TASK STATEMENT: Read through the records below and copy each line that uses the word "LockPoisoned".

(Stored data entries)
++++

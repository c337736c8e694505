//! In-memory business registry.

use std::collections::HashMap;
use std::sync::{RwLock, RwLockReadGuard, RwLockWriteGuard};

use marketstall_core::{Business, BusinessId, Email, Slug};

use super::seed::SeedFile;
use super::{BusinessRepository, RegistryError};

/// Registry backed by a vector of businesses and an owner mapping table.
///
/// A single `RwLock` guards both, so every [`modify`](BusinessRepository::modify)
/// is atomic from the caller's point of view.
#[derive(Debug, Default)]
pub struct InMemoryRegistry {
    inner: RwLock<Inner>,
}

#[derive(Debug, Default)]
struct Inner {
    businesses: Vec<Business>,
    /// Owner email -> business IDs, in registration order.
    owners: HashMap<Email, Vec<BusinessId>>,
}

impl InMemoryRegistry {
    /// Create an empty registry.
    #[must_use]
    pub fn new() -> Self {
        Self::default()
    }

    /// Create a registry holding `businesses`.
    ///
    /// # Errors
    ///
    /// Returns `RegistryError::DuplicateId` or `RegistryError::DuplicateSlug`
    /// if two businesses collide.
    pub fn from_businesses(
        businesses: impl IntoIterator<Item = Business>,
    ) -> Result<Self, RegistryError> {
        let registry = Self::new();
        for business in businesses {
            registry.insert(business)?;
        }
        Ok(registry)
    }

    /// Create a registry from a parsed seed file.
    ///
    /// # Errors
    ///
    /// Returns `RegistryError::InvalidSeed` if the seed fails validation.
    pub fn from_seed(seed: SeedFile) -> Result<Self, RegistryError> {
        let problems = seed.validate();
        if !problems.is_empty() {
            let joined = problems
                .iter()
                .map(ToString::to_string)
                .collect::<Vec<_>>()
                .join("; ");
            return Err(RegistryError::InvalidSeed(joined));
        }
        Self::from_businesses(seed.businesses)
    }

    /// Create a registry holding the built-in demo businesses.
    ///
    /// # Errors
    ///
    /// Returns `RegistryError::InvalidSeed` if the bundled seed is broken.
    pub fn demo() -> Result<Self, RegistryError> {
        let seed = SeedFile::demo().map_err(|e| RegistryError::InvalidSeed(e.to_string()))?;
        Self::from_seed(seed)
    }

    fn read(&self) -> Result<RwLockReadGuard<'_, Inner>, RegistryError> {
        self.inner.read().map_err(|_| RegistryError::LockPoisoned)
    }

    fn write(&self) -> Result<RwLockWriteGuard<'_, Inner>, RegistryError> {
        self.inner.write().map_err(|_| RegistryError::LockPoisoned)
    }
}

impl BusinessRepository for InMemoryRegistry {
    fn get_by_id(&self, id: BusinessId) -> Result<Option<Business>, RegistryError> {
        let inner = self.read()?;
        Ok(inner.businesses.iter().find(|b| b.id == id).cloned())
    }

    fn get_by_slug(&self, slug: &Slug) -> Result<Option<Business>, RegistryError> {
        let inner = self.read()?;
        Ok(inner.businesses.iter().find(|b| &b.slug == slug).cloned())
    }

    fn businesses_for_owner(&self, email: &Email) -> Result<Vec<Business>, RegistryError> {
        let inner = self.read()?;
        let Some(ids) = inner.owners.get(email) else {
            return Ok(Vec::new());
        };

        Ok(ids
            .iter()
            .filter_map(|id| inner.businesses.iter().find(|b| b.id == *id))
            // The mapping table is not trusted on its own
            .filter(|b| &b.owner.email == email)
            .cloned()
            .collect())
    }

    fn all(&self) -> Result<Vec<Business>, RegistryError> {
        Ok(self.read()?.businesses.clone())
    }

    fn insert(&self, business: Business) -> Result<(), RegistryError> {
        let mut inner = self.write()?;

        if inner.businesses.iter().any(|b| b.id == business.id) {
            return Err(RegistryError::DuplicateId(business.id));
        }
        if inner.businesses.iter().any(|b| b.slug == business.slug) {
            return Err(RegistryError::DuplicateSlug(business.slug));
        }

        inner
            .owners
            .entry(business.owner.email.clone())
            .or_default()
            .push(business.id);
        inner.businesses.push(business);
        Ok(())
    }

    fn modify(
        &self,
        id: BusinessId,
        expected_version: Option<u64>,
        change: &mut dyn FnMut(&mut Business) -> bool,
    ) -> Result<Business, RegistryError> {
        let mut inner = self.write()?;
        let stored = inner
            .businesses
            .iter_mut()
            .find(|b| b.id == id)
            .ok_or(RegistryError::NotFound(id))?;

        if let Some(expected) = expected_version
            && expected != stored.version
        {
            return Err(RegistryError::VersionConflict {
                id,
                expected,
                actual: stored.version,
            });
        }

        // Work on a copy so a panicking change cannot leave a half-applied record
        let mut candidate = stored.clone();
        if change(&mut candidate) {
            candidate.version += 1;
            *stored = candidate;
        }

        Ok(stored.clone())
    }
}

++++

SOLUTION FOR THIS EXERCISE:
        self.inner.read().map_err(|_| RegistryError::LockPoisoned)
        self.inner.write().map_err(|_| RegistryError::LockPoisoned)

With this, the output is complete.